* _Your goal_
Go line by line through the records below. Copy whichever lines contain the string "padded".

* _Task material_
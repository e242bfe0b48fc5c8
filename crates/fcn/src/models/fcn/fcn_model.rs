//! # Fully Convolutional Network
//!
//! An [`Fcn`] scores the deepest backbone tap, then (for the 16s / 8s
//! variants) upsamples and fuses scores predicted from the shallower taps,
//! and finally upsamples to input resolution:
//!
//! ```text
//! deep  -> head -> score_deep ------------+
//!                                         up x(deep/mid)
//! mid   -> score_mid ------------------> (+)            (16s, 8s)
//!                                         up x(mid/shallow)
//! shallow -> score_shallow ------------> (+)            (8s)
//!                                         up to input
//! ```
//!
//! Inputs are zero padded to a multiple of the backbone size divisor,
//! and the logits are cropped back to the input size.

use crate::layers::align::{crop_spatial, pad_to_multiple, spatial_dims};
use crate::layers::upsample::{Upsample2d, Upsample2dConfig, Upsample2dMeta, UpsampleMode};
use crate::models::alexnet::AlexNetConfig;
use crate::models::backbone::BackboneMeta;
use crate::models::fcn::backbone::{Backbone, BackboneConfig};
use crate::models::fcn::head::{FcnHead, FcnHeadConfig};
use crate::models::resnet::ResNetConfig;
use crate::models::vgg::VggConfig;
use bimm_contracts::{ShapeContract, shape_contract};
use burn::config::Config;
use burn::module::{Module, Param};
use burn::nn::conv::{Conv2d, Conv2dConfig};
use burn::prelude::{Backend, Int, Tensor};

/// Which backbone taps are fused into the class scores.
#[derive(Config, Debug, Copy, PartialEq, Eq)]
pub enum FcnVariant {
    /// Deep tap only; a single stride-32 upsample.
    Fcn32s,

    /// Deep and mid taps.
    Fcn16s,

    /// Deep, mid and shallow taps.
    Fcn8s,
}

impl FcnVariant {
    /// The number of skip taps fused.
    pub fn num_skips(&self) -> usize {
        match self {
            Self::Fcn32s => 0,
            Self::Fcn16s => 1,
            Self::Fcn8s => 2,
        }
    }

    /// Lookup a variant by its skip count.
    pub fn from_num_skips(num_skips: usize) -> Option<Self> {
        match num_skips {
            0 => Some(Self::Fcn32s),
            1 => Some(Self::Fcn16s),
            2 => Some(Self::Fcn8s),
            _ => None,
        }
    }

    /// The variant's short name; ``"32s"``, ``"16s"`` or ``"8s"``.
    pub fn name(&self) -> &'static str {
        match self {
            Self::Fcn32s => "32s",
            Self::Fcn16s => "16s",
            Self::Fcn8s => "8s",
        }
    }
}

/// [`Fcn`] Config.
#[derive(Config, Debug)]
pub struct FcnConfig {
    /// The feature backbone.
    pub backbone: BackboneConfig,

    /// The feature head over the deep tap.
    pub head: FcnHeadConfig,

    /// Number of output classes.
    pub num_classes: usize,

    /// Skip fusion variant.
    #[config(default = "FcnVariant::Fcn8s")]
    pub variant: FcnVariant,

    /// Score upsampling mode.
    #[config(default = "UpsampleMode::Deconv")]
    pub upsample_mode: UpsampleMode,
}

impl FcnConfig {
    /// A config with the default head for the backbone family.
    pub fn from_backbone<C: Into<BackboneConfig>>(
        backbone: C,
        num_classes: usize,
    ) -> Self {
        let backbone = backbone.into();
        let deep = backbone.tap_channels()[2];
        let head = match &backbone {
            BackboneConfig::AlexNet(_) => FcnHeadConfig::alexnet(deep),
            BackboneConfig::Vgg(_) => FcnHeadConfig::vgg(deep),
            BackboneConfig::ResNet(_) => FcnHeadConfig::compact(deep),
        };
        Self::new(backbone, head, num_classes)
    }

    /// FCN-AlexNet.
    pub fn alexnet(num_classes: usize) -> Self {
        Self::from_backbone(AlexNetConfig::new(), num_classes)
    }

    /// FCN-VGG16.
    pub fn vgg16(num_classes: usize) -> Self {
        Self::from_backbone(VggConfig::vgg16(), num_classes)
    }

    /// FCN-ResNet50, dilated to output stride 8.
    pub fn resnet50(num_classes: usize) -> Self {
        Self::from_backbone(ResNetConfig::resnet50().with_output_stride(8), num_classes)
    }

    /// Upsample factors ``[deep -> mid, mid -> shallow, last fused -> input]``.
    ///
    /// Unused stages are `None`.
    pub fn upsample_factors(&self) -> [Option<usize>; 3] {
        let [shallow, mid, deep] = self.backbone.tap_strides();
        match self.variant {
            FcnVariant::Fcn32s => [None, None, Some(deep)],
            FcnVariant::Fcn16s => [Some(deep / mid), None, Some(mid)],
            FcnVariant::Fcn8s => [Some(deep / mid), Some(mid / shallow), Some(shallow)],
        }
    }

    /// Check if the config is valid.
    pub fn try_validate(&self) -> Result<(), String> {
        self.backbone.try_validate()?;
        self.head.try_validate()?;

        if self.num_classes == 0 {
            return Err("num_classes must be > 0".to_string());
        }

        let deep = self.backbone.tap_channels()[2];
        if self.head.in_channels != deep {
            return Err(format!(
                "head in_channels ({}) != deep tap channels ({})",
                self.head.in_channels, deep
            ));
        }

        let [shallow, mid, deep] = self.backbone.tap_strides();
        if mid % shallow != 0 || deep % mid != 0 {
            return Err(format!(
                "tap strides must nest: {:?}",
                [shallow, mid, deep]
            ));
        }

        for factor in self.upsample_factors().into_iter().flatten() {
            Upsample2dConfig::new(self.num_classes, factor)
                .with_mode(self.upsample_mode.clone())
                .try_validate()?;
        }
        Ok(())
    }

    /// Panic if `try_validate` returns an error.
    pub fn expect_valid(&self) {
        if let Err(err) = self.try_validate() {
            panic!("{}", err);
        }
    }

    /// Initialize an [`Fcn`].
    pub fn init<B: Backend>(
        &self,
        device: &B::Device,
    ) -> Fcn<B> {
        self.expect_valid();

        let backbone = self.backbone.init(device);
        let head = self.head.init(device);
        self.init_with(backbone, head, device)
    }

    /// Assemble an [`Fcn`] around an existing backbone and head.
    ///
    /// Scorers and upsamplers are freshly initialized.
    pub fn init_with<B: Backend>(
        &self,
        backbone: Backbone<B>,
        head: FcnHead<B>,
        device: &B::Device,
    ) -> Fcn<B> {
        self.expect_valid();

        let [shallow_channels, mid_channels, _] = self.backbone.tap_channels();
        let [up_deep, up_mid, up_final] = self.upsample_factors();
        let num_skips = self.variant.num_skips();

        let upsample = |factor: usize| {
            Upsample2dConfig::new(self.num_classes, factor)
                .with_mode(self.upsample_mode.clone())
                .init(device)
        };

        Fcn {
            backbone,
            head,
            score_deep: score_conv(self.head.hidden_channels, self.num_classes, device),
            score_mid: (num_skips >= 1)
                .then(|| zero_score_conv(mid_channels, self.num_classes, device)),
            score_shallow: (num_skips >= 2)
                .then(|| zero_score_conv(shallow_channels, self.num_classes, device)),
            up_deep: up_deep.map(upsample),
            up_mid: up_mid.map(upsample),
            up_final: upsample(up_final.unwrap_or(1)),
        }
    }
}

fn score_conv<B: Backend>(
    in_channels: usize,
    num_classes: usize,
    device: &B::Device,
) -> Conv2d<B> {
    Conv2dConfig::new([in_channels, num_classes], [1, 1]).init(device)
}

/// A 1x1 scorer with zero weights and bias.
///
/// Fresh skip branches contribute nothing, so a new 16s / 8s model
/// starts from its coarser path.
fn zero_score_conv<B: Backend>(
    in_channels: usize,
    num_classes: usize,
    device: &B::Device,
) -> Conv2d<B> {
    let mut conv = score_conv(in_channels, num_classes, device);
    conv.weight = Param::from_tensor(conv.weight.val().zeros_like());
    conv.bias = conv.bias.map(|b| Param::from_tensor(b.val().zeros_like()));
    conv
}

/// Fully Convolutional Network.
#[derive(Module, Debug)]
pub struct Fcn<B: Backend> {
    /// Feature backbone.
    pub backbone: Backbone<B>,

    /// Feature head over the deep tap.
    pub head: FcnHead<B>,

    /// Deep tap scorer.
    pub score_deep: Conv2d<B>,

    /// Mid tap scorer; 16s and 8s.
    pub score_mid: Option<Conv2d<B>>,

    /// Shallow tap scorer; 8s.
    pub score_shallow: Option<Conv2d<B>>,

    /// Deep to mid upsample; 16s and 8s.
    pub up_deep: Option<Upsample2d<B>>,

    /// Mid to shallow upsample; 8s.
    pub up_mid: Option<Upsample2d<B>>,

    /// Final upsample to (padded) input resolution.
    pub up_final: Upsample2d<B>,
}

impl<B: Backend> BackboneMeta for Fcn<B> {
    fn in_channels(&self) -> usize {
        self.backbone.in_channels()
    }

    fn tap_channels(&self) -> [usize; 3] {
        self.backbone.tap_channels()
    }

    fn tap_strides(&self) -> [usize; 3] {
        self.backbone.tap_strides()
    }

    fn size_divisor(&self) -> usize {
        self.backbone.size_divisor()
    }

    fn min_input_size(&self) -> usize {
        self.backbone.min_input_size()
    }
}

* _Solution for this problem_
//! Inputs are zero padded to a multiple of the backbone size divisor,
    /// Final upsample to (padded) input resolution.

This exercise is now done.